Source material:
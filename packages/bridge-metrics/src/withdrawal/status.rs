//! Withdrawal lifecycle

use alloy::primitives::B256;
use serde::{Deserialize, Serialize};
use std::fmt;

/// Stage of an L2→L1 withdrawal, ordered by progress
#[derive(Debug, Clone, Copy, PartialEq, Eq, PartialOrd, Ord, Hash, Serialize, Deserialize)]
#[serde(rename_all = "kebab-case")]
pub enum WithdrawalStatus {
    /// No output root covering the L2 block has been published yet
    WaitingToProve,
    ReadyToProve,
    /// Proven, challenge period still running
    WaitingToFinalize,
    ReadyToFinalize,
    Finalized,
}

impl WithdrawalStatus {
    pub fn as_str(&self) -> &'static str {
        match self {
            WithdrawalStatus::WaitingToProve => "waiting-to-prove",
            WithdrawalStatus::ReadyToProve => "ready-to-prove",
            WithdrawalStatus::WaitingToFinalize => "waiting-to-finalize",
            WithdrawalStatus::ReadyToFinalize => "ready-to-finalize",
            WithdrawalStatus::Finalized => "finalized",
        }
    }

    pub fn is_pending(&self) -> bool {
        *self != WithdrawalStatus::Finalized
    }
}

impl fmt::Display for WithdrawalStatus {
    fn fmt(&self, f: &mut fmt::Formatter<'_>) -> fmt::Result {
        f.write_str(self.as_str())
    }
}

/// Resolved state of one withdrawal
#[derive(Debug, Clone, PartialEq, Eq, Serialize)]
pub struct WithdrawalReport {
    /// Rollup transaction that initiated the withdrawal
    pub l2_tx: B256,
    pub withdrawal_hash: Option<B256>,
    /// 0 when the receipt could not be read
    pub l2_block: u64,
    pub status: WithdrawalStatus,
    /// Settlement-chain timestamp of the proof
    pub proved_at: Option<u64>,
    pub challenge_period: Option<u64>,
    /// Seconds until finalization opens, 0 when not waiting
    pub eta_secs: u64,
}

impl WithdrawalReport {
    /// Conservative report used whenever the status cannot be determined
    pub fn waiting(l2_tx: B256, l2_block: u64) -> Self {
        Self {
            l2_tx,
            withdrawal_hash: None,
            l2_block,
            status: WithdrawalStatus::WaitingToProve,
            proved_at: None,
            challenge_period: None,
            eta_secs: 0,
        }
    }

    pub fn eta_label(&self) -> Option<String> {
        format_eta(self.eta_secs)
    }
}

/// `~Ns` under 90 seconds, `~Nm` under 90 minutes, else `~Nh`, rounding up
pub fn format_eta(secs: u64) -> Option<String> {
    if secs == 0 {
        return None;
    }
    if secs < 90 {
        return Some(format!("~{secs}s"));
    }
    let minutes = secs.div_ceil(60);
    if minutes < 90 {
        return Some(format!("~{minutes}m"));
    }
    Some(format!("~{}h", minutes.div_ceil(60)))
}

Activity: Your reply should be only the number of lines in the preceding data that include the word "derive".

Task result: 2